Whichever lines of the material contain "order", copy each of them.
==============================
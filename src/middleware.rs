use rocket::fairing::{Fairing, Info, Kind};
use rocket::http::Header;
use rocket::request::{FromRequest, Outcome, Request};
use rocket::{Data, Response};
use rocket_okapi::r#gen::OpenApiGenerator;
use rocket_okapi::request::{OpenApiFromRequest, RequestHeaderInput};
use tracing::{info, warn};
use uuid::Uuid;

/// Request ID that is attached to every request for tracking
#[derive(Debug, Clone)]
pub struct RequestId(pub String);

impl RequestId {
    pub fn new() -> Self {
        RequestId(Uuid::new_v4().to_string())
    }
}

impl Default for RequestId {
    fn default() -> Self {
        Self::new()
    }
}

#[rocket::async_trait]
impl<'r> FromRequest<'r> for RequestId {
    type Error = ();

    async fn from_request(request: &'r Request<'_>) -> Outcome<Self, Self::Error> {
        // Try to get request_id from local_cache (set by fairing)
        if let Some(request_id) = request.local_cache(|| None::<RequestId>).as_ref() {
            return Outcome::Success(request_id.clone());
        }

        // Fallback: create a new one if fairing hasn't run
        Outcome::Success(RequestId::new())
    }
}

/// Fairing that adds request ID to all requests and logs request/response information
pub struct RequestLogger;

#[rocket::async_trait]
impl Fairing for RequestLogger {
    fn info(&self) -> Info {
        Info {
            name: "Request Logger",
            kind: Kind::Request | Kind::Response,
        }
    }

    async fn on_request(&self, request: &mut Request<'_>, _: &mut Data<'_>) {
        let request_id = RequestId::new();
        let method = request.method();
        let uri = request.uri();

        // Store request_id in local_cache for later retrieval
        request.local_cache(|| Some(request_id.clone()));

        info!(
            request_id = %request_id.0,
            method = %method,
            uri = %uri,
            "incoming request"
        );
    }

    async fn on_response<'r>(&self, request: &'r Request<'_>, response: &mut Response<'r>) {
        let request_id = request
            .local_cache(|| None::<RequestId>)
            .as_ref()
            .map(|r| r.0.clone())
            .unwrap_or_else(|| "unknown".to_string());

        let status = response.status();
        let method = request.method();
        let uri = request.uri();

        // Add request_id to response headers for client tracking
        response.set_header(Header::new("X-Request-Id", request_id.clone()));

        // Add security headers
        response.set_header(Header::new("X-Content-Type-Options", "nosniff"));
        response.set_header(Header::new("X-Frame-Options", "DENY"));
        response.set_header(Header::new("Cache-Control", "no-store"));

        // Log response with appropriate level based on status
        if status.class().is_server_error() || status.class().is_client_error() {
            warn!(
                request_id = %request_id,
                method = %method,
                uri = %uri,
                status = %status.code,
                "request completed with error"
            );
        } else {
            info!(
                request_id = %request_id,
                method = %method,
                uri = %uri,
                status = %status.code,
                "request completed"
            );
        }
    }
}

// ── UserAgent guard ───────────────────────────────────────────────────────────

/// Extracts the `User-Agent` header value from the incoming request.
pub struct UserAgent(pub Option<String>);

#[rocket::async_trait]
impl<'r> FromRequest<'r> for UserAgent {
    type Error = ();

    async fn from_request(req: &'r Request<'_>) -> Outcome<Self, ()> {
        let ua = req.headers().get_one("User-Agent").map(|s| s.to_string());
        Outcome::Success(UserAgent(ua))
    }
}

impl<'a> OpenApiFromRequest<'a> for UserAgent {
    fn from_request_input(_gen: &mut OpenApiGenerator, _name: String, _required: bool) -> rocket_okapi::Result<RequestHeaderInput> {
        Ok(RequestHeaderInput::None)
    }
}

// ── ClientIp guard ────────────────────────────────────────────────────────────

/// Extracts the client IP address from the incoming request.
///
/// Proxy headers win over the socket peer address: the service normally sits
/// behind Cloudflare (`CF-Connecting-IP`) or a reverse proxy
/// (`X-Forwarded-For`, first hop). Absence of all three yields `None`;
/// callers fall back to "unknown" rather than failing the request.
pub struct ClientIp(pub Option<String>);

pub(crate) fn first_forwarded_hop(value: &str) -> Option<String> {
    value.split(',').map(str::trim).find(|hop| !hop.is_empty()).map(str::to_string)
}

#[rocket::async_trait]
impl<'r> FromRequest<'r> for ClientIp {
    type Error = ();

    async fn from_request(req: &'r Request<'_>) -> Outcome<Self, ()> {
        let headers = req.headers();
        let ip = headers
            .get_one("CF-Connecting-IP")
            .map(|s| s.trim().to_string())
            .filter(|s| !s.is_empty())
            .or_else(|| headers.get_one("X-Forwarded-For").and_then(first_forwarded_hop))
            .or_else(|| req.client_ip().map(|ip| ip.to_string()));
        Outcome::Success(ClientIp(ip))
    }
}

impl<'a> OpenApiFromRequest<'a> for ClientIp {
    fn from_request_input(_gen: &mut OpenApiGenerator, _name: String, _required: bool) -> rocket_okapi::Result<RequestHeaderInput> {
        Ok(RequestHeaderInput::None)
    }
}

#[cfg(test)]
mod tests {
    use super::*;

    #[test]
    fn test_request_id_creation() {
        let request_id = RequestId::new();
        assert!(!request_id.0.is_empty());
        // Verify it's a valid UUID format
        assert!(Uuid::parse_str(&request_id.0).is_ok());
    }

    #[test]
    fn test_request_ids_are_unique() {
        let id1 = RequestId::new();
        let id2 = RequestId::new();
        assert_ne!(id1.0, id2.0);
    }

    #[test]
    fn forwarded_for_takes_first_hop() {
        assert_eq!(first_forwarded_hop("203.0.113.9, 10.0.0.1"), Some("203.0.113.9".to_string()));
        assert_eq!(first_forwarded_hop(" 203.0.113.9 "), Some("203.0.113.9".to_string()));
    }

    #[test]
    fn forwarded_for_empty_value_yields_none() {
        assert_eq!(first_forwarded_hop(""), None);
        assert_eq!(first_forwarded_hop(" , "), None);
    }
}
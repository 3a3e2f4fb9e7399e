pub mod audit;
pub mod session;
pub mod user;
==============================
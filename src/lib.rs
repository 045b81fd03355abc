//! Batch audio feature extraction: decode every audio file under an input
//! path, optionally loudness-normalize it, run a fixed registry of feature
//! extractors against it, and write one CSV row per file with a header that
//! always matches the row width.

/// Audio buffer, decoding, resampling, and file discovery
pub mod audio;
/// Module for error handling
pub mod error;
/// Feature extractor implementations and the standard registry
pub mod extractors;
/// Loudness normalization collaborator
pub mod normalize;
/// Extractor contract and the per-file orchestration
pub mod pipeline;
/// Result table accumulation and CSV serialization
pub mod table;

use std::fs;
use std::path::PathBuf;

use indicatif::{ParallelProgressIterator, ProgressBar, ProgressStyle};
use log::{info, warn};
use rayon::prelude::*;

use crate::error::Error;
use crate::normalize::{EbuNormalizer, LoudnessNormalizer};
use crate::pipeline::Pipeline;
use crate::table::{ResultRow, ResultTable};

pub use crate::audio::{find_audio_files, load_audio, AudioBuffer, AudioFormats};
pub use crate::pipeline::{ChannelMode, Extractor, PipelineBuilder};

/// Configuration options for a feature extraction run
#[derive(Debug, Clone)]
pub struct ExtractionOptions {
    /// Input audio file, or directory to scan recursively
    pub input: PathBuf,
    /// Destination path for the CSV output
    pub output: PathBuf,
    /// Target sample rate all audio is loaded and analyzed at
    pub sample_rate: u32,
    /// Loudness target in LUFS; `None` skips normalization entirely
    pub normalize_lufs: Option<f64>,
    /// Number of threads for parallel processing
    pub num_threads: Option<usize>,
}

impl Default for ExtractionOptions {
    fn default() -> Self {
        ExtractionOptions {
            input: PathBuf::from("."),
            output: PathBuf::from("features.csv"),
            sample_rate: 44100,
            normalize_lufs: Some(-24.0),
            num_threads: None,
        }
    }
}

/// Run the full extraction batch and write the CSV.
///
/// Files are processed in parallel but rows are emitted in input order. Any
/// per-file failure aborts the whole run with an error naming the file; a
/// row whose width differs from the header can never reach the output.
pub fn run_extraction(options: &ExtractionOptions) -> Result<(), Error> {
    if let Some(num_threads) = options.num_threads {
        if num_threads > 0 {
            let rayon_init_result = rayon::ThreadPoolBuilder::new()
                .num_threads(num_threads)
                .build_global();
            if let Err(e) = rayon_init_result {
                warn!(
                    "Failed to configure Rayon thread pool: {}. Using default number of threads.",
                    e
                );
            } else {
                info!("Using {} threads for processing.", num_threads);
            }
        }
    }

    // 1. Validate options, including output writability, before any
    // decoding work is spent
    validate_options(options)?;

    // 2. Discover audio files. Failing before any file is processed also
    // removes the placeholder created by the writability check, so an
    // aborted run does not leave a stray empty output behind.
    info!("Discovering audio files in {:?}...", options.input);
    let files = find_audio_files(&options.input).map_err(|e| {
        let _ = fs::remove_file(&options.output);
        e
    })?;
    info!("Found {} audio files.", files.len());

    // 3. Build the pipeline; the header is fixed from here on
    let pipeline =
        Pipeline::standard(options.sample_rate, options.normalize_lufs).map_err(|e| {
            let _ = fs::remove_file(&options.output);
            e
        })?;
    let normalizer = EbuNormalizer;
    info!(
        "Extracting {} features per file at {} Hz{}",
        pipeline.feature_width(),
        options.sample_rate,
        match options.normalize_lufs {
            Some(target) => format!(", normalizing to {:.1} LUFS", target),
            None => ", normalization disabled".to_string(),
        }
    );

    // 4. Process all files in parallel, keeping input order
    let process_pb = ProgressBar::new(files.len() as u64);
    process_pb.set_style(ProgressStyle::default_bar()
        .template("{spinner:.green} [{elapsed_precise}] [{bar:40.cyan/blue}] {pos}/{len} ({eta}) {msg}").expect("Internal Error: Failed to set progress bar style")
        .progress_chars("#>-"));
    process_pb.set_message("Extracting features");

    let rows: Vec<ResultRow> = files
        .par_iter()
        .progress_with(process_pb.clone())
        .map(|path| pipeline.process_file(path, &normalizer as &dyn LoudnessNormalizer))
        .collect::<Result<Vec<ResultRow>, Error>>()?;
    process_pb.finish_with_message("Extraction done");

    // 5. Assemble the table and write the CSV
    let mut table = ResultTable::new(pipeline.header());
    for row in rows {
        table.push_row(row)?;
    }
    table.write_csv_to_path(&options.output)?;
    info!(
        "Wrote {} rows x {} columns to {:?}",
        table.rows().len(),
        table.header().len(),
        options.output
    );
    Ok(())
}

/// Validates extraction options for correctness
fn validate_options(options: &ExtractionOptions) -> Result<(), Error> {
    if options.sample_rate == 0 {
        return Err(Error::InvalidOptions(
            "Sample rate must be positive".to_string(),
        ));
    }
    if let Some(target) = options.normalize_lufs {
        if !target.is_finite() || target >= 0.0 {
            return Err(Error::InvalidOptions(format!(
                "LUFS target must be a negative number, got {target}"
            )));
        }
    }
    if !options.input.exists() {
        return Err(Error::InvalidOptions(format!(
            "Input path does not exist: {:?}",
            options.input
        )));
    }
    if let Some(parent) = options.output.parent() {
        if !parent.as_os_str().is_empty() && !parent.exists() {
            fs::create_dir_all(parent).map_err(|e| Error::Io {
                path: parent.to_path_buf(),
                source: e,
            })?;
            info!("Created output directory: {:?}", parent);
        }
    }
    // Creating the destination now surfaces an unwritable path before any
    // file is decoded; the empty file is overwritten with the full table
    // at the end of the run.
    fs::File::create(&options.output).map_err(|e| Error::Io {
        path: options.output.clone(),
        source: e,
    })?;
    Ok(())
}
==============================
■ Task answer
/// Files are processed in parallel but rows are emitted in input order. Any
    // 4. Process all files in parallel, keeping input order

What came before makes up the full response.